**DESCRIPTION OF THE TASK**
Please find how many lines of the data contain the string "SignaturePart", and respond with that number only.

[Stored data]

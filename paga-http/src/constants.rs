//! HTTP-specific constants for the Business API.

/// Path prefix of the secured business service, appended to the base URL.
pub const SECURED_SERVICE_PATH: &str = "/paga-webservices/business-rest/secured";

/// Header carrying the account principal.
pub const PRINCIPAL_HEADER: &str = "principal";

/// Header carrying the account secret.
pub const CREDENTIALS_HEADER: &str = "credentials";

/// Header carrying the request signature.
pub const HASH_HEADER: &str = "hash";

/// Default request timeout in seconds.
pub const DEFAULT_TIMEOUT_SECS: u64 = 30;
---
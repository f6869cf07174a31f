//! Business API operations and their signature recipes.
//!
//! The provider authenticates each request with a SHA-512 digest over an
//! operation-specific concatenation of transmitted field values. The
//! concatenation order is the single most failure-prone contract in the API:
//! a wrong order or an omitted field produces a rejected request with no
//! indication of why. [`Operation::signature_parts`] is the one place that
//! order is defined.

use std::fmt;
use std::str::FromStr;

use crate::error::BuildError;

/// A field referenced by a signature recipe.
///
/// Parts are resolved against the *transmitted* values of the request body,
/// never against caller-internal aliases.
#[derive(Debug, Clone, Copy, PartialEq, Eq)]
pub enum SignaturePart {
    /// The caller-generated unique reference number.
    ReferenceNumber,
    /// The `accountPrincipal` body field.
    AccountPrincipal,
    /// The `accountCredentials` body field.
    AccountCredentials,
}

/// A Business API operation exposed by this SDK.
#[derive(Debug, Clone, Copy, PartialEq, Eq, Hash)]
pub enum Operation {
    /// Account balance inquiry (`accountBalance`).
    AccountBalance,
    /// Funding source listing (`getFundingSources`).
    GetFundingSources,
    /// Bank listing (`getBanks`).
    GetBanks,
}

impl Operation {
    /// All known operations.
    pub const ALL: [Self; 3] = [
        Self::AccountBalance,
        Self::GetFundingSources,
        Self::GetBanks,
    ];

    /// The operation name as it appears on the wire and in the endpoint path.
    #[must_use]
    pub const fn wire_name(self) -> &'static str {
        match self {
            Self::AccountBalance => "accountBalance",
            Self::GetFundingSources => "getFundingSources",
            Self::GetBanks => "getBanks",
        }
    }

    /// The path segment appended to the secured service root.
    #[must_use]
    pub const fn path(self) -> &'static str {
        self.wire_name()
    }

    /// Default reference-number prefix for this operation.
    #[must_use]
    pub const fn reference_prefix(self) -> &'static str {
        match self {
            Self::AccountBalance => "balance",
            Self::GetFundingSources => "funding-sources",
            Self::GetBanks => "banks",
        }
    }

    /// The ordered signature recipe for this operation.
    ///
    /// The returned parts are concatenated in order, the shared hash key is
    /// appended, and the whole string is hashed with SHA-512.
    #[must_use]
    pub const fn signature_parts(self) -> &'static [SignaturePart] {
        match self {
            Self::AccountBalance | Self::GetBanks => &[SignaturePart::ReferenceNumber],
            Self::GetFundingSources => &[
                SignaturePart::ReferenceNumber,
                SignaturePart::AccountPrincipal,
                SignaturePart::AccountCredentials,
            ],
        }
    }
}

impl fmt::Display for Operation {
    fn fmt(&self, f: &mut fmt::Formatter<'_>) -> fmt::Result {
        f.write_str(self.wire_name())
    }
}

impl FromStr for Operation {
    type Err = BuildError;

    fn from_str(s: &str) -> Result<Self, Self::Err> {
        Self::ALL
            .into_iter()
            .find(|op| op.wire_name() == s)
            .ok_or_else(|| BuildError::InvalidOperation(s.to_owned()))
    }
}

**SOLUTION**
6